Ее обманам не было конца. В одной из изъятых у нее бумаг она утверждала, что некое имущество спрятано в цветочной горшке и зарыто в саду на Госвелл-стрит, в доме некоего Элдертона. Губернатор обратился к сэру Ф. Роу на Бо-стрит, который сказал: «Ньюман уже представала передо мной. В анонимном письме ее обвиняли в детоубийстве; но в ходе расследования я обнаружил, что письмо было злонамеренным сочинением этого самого господина Элдертона. Письмо содержало множество отвратительных подробностей и обвиняло Ньюман в крайнем варварстве». Письмо затребовали и изучили. Мистер Нихил сразу же узнал почерк самой Ньюман; очевидно, она написала его с целью опорочить репутацию Элдертона и предстать самой в роли жертвы заговора. «Такую изворотливую, изобретательную, умную и беспринципную обманщицу, как эта заключенная, после всего случившегося нельзя помещать среди остальных без угрозы подчинению и дисциплине во всем отделении; и если комитет не готов распорядиться о ее полной изоляции, я надеюсь, что они доведут дело до развязки и отправят ее за границу», — писал губернатор.

В течение месяца такое буйное поведение продолжалось. Она неизменно оставалась неукротимой. В ее камере при регулярных обысках неизменно находили тайные записки; в одной из них содержался долгий и критический разбор характера молодой Королевы, только что взошедшей на престол. Мистер Нихил начал отчаиваться. «Поскольку Джулия Ньюман продолжала свое мнимое безумие по сей день, к частым беспорядкам в тюрьме, и совершила бесчисленные нарушения порядка, моим долгом стало положить конец ее выходкам», — говорит он.

Шансов избавиться от нее путем ссылки не было, так как последний пароход с женщинами-каторжанками в том сезоне уже отплыл, а следующего до весны не предвиделось. «Ввиду этого я счел необходимым побеседовать с заключенной с целью убедить ее в глупости продолжения ее попыток и предупредить о последствиях любых дальнейших беспорядков. Я застал ее с фантастически причесанной головой и в прочих нелепых нарядах. Она не пожелала меня слушать — выскочила из камеры, заткнула уши и разразилась несколькими бурными восклицаниями. Я предпринял несколько попыток образумить ее, но все тщетно, и потому я отправил ее в карцер». Хирург посчитал ее безумие сплошным обманом. Снова: «Поскольку мои визиты к Джулии Ньюман служат лишь сигналом к насилию, я воздержался от посещений ее в карцере, но расспросил о ее поведении хирурга. Он сказал, что в его присутствии она делала вид, будто яростно бьет себя, и страстно желала смерти. Позже, совершенно непохоже на сумасшедшую, она заявила, что ее поместили в темную камеру, но ей совершенно безразлично, находится ли она в темной или светлой камере. Когда хирург отвернулся, она яростно обругала его матом».

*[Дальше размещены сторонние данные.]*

impl SerialQueue {
    /// Creates a queue with the default configuration.
    ///
    /// # Panics
    /// Panics if called outside a tokio runtime.
    pub fn new() -> Self {
        Self::with_config(QueueConfig::default())
    }

    /// Creates a queue with the given configuration and no subscribers.
    ///
    /// # Panics
    /// Panics if called outside a tokio runtime.
    pub fn with_config(cfg: QueueConfig) -> Self {
        QueueBuilder::new(cfg).build()
    }

    /// Returns a builder for a queue with subscribers.
    pub fn builder(cfg: QueueConfig) -> QueueBuilder {
        QueueBuilder::new(cfg)
    }

    pub(crate) fn from_parts(shared: Arc<Shared>, cfg: QueueConfig) -> Self {
        let backoff = Mutex::new(cfg.backoff());
        Self {
            shared,
            cfg,
            backoff,
        }
    }

    /// Queue label, if configured.
    pub fn label(&self) -> Option<&str> {
        self.shared.label.as_deref()
    }

    /// Priority hint passed to every spawned item.
    pub fn priority(&self) -> Priority {
        self.shared.priority
    }

    /// Configuration the queue was built with.
    pub fn config(&self) -> &QueueConfig {
        &self.cfg
    }

    /// Snapshot of the current state.
    pub fn state(&self) -> QueueState {
        self.shared.state()
    }

    /// Creates a receiver for this queue's runtime events.
    pub fn subscribe(&self) -> broadcast::Receiver<Event> {
        self.shared.bus.subscribe()
    }

    pub(crate) fn publish(&self, ev: Event) {
        self.shared.publish(ev);
    }

    /// Enqueues `work` for exclusive execution; the result is discarded.
    ///
    /// Silently dropped if the queue is stopping or stopped.
    pub fn submit<F, Fut, T>(&self, work: F)
    where
        F: FnOnce(CancellationToken) -> Fut + Send + 'static,
        Fut: Future<Output = T> + Send + 'static,
        T: Send + 'static,
    {
        let _ = self.enqueue(work, |_res: Result<T, QueueError>| {});
    }

    /// Enqueues `work` and hands its result to `completion` once it has run.
    ///
    /// If the queue no longer accepts work, `completion` fires right away with
    /// [`QueueError::NotRunning`] and `work` is dropped unexecuted.
    pub fn submit_with_completion<F, Fut, T, C>(&self, work: F, completion: C)
    where
        F: FnOnce(CancellationToken) -> Fut + Send + 'static,
        Fut: Future<Output = T> + Send + 'static,
        T: Send + 'static,
        C: FnOnce(Result<T, QueueError>) + Send + 'static,
    {
        if let Err(completion) = self.enqueue(work, completion) {
            completion(Err(QueueError::NotRunning));
        }
    }

    /// Enqueues `work` and waits for its result.
    ///
    /// ### Errors
    /// - [`QueueError::NotRunning`] immediately if the queue is stopping or stopped (nothing is enqueued);
    /// - [`QueueError::Panicked`] if the work panicked;
    /// - [`QueueError::Canceled`] if the item was dropped before running (consumer loop gone).
    pub async fn submit_and_await<F, Fut, T>(&self, work: F) -> Result<T, QueueError>
    where
        F: FnOnce(CancellationToken) -> Fut + Send + 'static,
        Fut: Future<Output = T> + Send + 'static,
        T: Send + 'static,
    {
        let (tx, rx) = oneshot::channel();
        let sink = move |res: Result<T, QueueError>| {
            let _ = tx.send(res);
        };
        if self.enqueue(work, sink).is_err() {
            return Err(QueueError::NotRunning);
        }
        rx.await.unwrap_or(Err(QueueError::Canceled))
    }

    /// Like [`submit_and_await`](Self::submit_and_await) for fallible work.
    ///
    /// The work's own error is returned verbatim; queue errors are converted with `E::from`.
    ///
    /// # Example
    /// ```rust
    /// use taskserial::{QueueError, SerialQueue};
    ///
    /// #[derive(Debug, PartialEq)]
    /// enum AppError { Queue(QueueError), Parse(String) }
    ///
    /// impl From<QueueError> for AppError {
    ///     fn from(e: QueueError) -> Self { AppError::Queue(e) }
    /// }
    ///
    /// #[tokio::main(flavor = "current_thread")]
    /// async fn main() {
    ///     let queue = SerialQueue::new();
    ///     let res: Result<u8, AppError> = queue
    ///         .try_submit_and_await(|_ctx| async { "x".parse::<u8>().map_err(|e| AppError::Parse(e.to_string())) })
    ///         .await;
    ///     assert!(matches!(res, Err(AppError::Parse(_))));
    /// }
    /// ```
    pub async fn try_submit_and_await<F, Fut, T, E>(&self, work: F) -> Result<T, E>
    where
        F: FnOnce(CancellationToken) -> Fut + Send + 'static,
        Fut: Future<Output = Result<T, E>> + Send + 'static,
        T: Send + 'static,
        E: From<QueueError> + Send + 'static,
    {
        self.submit_and_await(work).await?
    }

    /// Requests shutdown without a completion callback.
    pub fn request_shutdown(&self) {
        self.request_shutdown_with(|| {});
    }

    /// Stops accepting work and schedules `on_complete` to run after `Stopped`.
    ///
    /// Idempotent: calling it again while stopping or stopped still fires the new
    /// callback exactly once. With `cancel_on_shutdown`, the running item and every
    /// queued item observe a cancelled token; none of them is aborted.
    pub fn request_shutdown_with<C>(&self, on_complete: C)
    where
        C: FnOnce() + Send + 'static,
    {
        self.shared.completions.add(Box::new(on_complete));
        if let Some(prev) = self.shared.close(self.cfg.cancel_on_shutdown) {
            self.publish(Event::new(EventKind::ShutdownRequested).with_state(prev));
        }
    }

    /// Requests shutdown and waits until the queue is `Stopped`.
    pub async fn shutdown_and_await(&self) {
        let (tx, rx) = oneshot::channel();
        self.request_shutdown_with(move || {
            let _ = tx.send(());
        });
        let _ = rx.await;
    }

    /// Waits until every item submitted before this call has finished.
    ///
    /// If the queue is stopping, keeps polling (with the queue's [`BackoffSequence`])
    /// until it is `Stopped` or `timeout` elapses. Returns the state observed last;
    /// on timeout that may be a non-terminal state. The in-flight item is never
    /// forcibly stopped.
    pub async fn await_idle(&self, timeout: Option<Duration>) -> QueueState {
        // A deadline past the clock's range means no deadline.
        let deadline = timeout.and_then(|t| Instant::now().checked_add(t));

        let sentinel = self.submit_and_await(|_ctx| async {});
        match deadline {
            Some(at) => {
                if time::timeout_at(at, sentinel).await.is_err() {
                    return self.state();
                }
            }
            None => {
                let _ = sentinel.await;
            }
        }

        while self.state() == QueueState::Stopping {
            let mut delay = self.next_poll_delay();
            if let Some(at) = deadline {
                let now = Instant::now();
                if now >= at {
                    break;
                }
                delay = delay.min(at - now);
            }
            if delay.is_zero() {
                tokio::task::yield_now().await;
            } else {
                time::sleep(delay).await;
            }
        }
        self.state()
    }

    fn next_poll_delay(&self) -> Duration {
        self.backoff
            .lock()
            .unwrap_or_else(PoisonError::into_inner)
            .next()
    }

    /// Fuses `work` with `sink` and enqueues it; hands `sink` back on rejection.
    pub(crate) fn enqueue<F, Fut, T, S>(&self, work: F, sink: S) -> Result<u64, S>
    where
        F: FnOnce(CancellationToken) -> Fut + Send + 'static,
        Fut: Future<Output = T> + Send + 'static,
        T: Send + 'static,
        S: FnOnce(Result<T, QueueError>) + Send + 'static,
    {
        match self
            .shared
            .enqueue((work, sink), |(work, sink)| fuse(work, sink))
        {
            Ok(id) => Ok(id),
            Err((state, (_work, sink))) => {
                self.shared.reject(state);
                Err(sink)
            }
        }
    }
}

impl Default for SerialQueue {
    fn default() -> Self {
        Self::new()
    }
}

impl Drop for SerialQueue {
    fn drop(&mut self) {
        self.shared.close(false);
    }
}

impl fmt::Debug for SerialQueue {
    fn fmt(&self, f: &mut fmt::Formatter<'_>) -> fmt::Result {
        f.debug_struct("SerialQueue")
            .field("label", &self.label())
            .field("priority", &self.priority())
            .field("state", &self.state())
            .field(
                "running",
                &self
                    .shared
                    .running()
                    .map(|h| (h.id(), h.priority(), h.is_cancelled())),
            )
            .field("pending_callbacks", &self.shared.completions.len())
            .finish()
    }
}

Два дня спустя мы читаем: «Джулия Ньюман хуже прежнего. Доктора говорят, что она не сумасшедша, по крайней мере доктор Монро. Мистер Уэйд сомневается». Сам губернатор придерживался мнения, что она просто осуществляет глубокий замысел: он говорит: «Я предложил мистеру Уэйду пару дней назад, что если возникли какие-либо обстоятельства, делающие вероятным ее подлинное помешательство, нам лучше получить еще одно мнение и отправить ее в Бедлам; но никаких оснований для этого шага не усматривается. Но неужели заключенная будет бросать вызов всякой власти теперь, когда доктор перевел ее из карцера в лазарет? Разумеется, нет. Поэтому я потребовал от доктора составить отчет о том, есть ли хоть какая-то опасность в подвергании ее новому наказанию за новые проступки. Хирург считает, что в настоящее время отправка ее в темную камеру на хлеб и воду сопряжена со значительным риском. Если бы я получил иной ответ, я бы незамедлительно приступил к действиям на основе жалоб на нее; но комитет видит, в каком положении я нахожусь. Она слишком больна для наказания и становится еще более свирепой и строптивой, чем прежде. Ее проступки таковы: отказ от обеда, разрывание молитвенника, громкое пение первую половину вечера и отказ от завтрака; расцарапывание носа, из-за чего ее лицо имеет самый ужасающий вид; просьба принести кружку воды и последующее выплескивание ее на старшую надзирательницу». В данный момент никаких дальнейших шагов не предпринимается, за исключением предоставления специальной смирительной рубашки на случай чрезвычайных обстоятельств. Но она продолжает оставаться в лазарете. Около 7 часов вечера того же дня слышатся ее громкие крики. Спустя некоторое время губернатор посылает узнать у хирурга, известно ли ему об этом. Приходит ответ, что он болен и лежит в постели. Второе сообщение (о, хитрый губернатор-капеллан!): «Повредит ли ее здоровью перевод в карцер?» Хирург, желающий лишь обрести покой, отвечает: «Ничто не препятствует помещению ее куда угодно». Это всё, чего добивается губернатор. Ее уводят в карцер, где она остается до тех пор, пока не поступает сообщение, что она снова громко поет в своей камере и отказывается отдать свой коврик. Затем ее находят лежащей на спине с туго завязанным вокруг шеи платком. Как только ей стало лучше, она выдала следующий экспромт:—

«Как жаль, что врата ада охраняет госпожа Кинг, / Столь угрюмый цепной пес никого бы не впустил»—

Миссис Кинг была надзирательницей лазарета. Затем к заключенной наведался помощник капеллана и столкнулся с величайшей дерзостью. Она напала на миссис Дайетт, другую надзирательницу, и выбила у той из рук подсвечник, «торжествуя при этом по поводу своего подвига. После этого я приказал поместить ее в смирительную рубашку, изготовленную специально для нее по указаниям хирурга». Некоторое время спустя доктор навещает ее и обнаруживает, что она не только избавилась от стеснения, но также разорвала в клочья рубашку и большую часть собственной одежды. Тем не менее он считает ее столь нездоровой, что вновь переводит ее в лазарет. Оттуда в течение нескольких дней она возвращается в свое отделение. Однако камера не могла удержать ее, и она вскоре с боем прорвалась в проход. Новая и гораздо более прочная смирительная рубашка специального покроя была надета на нее парою надзирателей-мужчин. Часа через два или три обнаружилось, что она изрезана в ленты, а при тщательном досмотре подмышкой у нее были обнаружены ножницы, что, несомненно, объясняло причину уничтожения.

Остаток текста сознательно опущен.